*** Opening Records to use ***

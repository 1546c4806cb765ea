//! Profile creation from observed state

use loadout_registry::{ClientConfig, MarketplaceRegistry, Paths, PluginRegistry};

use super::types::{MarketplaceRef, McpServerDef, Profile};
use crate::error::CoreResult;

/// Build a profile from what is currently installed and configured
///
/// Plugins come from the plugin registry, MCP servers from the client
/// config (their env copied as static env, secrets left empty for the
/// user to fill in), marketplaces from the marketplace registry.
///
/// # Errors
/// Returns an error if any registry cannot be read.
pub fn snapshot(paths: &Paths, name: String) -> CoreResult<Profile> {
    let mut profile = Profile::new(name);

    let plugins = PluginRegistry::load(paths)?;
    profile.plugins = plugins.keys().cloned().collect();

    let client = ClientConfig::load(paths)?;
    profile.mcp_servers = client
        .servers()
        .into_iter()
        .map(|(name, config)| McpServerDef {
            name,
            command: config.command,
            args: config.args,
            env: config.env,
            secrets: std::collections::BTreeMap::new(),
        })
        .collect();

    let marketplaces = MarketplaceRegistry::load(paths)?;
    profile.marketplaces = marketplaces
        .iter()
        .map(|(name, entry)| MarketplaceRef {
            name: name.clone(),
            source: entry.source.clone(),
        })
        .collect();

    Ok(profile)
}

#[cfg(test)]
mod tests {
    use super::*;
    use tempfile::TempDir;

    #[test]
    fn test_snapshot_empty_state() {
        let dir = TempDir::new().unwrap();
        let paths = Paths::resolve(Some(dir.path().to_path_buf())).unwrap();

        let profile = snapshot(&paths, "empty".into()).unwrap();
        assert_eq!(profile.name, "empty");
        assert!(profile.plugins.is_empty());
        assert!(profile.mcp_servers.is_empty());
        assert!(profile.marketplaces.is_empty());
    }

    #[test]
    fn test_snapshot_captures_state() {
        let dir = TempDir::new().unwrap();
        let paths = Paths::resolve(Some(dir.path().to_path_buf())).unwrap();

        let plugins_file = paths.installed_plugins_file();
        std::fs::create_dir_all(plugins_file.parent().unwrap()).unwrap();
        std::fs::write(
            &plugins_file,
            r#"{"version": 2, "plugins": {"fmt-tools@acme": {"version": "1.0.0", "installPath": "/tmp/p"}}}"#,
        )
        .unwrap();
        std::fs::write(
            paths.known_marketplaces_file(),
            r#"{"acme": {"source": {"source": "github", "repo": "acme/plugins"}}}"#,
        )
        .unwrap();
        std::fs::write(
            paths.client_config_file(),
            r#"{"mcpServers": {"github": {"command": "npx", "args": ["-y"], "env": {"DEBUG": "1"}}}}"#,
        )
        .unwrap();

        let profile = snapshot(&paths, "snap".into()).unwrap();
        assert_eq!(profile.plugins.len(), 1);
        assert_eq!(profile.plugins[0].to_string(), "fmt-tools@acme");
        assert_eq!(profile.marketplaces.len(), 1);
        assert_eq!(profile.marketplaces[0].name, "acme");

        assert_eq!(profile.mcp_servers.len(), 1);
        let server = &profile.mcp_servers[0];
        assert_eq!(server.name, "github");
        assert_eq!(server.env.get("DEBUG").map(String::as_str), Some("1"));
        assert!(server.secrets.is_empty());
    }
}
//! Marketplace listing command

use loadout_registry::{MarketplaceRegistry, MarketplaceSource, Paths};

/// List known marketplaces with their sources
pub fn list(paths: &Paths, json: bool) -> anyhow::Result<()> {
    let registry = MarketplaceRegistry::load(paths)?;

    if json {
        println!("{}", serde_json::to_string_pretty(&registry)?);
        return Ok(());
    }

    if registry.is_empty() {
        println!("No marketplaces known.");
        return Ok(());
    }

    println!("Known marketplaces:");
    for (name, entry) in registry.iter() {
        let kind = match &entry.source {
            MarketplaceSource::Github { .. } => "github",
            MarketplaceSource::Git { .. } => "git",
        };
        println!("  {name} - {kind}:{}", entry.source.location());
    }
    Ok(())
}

*** Closing Records to use ***
*** Opening Records to use ***

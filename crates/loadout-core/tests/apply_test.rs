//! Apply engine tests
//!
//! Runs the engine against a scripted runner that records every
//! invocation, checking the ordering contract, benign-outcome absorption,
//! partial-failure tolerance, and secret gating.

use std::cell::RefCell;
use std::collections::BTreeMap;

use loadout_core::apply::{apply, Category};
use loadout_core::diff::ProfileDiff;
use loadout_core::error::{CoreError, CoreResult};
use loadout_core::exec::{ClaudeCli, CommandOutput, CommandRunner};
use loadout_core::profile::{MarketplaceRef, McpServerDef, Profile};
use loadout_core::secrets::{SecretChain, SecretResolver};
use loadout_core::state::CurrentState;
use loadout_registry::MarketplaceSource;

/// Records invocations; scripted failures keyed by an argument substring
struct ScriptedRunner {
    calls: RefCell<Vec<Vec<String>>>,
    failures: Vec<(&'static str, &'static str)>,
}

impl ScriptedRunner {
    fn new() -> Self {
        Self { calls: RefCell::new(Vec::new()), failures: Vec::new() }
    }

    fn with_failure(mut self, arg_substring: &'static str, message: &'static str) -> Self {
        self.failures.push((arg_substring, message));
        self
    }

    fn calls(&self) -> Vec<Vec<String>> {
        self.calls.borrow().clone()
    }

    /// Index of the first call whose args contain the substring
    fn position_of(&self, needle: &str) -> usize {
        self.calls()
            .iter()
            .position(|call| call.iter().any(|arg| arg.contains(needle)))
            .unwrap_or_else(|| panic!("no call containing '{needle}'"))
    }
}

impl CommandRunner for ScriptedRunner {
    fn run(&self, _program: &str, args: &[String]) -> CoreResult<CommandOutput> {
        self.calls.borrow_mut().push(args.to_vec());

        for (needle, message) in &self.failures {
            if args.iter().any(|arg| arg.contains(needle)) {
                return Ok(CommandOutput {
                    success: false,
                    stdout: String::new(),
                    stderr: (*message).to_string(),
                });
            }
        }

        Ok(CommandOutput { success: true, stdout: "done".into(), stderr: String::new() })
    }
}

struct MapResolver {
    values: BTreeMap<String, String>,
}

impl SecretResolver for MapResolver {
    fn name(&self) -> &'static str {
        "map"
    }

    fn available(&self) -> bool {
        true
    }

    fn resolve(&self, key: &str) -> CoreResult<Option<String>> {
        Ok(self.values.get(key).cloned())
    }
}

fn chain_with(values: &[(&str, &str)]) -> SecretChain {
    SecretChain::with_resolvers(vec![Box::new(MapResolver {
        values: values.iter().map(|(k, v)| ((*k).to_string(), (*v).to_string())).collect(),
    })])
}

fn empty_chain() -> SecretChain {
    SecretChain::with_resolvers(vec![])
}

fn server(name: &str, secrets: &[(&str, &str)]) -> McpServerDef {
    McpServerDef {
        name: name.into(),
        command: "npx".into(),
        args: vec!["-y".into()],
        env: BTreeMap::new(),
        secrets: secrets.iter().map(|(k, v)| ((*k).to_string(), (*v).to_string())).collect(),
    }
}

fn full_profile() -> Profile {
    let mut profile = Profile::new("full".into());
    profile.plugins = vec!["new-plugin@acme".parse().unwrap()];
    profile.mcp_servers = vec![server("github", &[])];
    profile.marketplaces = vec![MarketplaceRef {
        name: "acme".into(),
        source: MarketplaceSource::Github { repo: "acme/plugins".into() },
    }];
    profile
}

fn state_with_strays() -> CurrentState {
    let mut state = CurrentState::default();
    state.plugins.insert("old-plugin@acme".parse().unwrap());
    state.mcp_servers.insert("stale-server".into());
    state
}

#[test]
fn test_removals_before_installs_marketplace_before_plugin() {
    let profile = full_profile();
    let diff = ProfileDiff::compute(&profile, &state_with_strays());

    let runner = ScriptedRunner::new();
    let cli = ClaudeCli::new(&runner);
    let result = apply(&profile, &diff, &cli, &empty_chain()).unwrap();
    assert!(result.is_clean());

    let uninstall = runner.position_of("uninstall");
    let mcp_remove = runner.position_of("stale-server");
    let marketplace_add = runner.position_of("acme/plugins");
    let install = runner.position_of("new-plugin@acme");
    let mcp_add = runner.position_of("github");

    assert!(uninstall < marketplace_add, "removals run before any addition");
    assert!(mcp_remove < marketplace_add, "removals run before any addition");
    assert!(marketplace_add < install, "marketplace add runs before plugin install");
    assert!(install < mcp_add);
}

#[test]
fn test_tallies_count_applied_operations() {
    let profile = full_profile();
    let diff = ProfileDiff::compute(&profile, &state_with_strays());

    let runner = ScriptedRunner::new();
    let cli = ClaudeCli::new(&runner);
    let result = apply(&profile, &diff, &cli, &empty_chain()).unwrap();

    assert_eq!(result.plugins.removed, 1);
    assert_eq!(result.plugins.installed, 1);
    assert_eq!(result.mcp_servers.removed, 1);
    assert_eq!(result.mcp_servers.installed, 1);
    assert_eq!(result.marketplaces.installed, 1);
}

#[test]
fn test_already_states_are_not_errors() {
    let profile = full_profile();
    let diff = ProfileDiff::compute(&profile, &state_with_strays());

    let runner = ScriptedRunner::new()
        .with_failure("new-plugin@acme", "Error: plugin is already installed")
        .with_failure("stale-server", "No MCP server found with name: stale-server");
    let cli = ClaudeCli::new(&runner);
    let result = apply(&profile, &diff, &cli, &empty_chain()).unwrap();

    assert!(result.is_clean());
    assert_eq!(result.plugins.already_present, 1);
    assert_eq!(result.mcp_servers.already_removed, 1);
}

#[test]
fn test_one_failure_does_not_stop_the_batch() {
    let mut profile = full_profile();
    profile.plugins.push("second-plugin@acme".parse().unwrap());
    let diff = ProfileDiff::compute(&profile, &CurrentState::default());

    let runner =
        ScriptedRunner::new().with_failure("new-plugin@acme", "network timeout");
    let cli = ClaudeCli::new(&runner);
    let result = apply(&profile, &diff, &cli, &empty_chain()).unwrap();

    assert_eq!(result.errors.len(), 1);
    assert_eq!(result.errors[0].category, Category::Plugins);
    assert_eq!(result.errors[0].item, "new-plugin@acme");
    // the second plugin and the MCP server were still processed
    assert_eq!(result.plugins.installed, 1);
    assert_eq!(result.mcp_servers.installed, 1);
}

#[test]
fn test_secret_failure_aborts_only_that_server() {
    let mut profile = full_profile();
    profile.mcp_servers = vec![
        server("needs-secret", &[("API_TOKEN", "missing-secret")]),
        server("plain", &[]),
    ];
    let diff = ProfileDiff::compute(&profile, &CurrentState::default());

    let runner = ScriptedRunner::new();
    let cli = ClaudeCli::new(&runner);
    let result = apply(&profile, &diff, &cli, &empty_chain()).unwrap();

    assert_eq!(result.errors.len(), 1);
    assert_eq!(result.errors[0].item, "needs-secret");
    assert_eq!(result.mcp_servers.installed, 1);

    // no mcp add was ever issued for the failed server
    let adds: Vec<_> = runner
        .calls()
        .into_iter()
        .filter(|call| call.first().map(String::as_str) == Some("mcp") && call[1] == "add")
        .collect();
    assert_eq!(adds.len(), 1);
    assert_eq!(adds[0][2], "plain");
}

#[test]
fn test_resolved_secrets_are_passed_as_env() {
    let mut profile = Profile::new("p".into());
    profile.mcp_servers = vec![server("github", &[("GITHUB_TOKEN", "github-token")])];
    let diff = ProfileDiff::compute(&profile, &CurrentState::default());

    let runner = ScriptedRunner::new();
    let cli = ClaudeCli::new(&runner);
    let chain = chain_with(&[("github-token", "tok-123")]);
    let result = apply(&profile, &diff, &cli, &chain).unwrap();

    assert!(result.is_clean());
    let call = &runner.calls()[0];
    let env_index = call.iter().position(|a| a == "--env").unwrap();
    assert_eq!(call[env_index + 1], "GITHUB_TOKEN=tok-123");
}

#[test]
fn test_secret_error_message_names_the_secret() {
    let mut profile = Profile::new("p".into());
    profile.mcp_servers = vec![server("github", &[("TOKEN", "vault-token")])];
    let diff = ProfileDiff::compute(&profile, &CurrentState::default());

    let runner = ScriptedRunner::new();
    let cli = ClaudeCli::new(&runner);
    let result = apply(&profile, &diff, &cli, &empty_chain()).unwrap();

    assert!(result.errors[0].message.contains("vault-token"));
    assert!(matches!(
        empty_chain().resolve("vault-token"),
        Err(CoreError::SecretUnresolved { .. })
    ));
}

*** Closing Records to use ***
*** Opening Records to use ***

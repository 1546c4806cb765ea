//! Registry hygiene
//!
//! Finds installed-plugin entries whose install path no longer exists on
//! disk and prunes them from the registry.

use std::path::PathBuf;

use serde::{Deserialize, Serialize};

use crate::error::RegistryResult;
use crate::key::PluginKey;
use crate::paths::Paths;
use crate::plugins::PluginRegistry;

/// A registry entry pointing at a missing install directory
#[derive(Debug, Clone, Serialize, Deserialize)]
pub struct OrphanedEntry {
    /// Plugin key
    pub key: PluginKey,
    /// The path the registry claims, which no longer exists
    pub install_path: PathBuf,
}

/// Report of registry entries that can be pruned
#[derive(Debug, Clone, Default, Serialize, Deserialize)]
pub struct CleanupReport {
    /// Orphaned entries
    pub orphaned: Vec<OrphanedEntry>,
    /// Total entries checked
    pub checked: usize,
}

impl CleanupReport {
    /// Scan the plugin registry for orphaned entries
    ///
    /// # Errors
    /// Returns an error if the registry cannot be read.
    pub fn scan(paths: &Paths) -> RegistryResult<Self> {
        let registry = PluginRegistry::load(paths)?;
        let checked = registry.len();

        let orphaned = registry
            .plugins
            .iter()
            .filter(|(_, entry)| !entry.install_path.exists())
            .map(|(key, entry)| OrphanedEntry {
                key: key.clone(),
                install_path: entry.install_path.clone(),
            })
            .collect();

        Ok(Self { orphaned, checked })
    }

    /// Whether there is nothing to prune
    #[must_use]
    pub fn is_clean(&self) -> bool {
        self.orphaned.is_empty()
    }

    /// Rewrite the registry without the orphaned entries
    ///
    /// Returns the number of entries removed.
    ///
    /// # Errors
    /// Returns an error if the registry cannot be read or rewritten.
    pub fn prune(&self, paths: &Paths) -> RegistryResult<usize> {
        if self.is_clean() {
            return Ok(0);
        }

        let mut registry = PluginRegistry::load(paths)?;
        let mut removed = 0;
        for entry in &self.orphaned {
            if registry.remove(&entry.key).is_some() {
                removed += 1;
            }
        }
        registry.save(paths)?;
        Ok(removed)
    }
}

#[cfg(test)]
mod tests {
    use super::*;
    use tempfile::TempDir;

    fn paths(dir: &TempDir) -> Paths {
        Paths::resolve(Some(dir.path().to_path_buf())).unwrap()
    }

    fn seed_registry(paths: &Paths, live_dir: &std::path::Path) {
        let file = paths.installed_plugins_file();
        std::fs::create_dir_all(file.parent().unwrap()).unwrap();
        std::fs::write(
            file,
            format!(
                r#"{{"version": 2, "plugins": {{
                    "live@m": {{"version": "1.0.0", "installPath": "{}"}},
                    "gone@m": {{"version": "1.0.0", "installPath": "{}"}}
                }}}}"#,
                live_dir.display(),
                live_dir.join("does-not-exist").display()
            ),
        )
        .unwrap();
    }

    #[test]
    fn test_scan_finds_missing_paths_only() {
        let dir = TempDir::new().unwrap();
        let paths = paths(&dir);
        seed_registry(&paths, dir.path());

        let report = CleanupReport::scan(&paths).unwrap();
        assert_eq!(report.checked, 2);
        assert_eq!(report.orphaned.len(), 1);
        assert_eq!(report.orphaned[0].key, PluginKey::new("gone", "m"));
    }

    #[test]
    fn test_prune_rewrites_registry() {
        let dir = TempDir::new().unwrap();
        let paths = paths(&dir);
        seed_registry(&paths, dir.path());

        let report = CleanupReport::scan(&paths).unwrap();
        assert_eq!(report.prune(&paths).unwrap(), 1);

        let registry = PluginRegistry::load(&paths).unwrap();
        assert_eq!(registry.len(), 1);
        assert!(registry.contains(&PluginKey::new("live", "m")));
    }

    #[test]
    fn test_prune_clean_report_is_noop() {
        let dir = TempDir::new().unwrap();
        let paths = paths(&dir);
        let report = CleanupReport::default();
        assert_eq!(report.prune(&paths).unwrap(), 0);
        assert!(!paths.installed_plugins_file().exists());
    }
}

*** Closing Records to use ***

What you should do
Say how many lines in the entries contain the string "RegistryResult", and leave out everything else.

Reply
3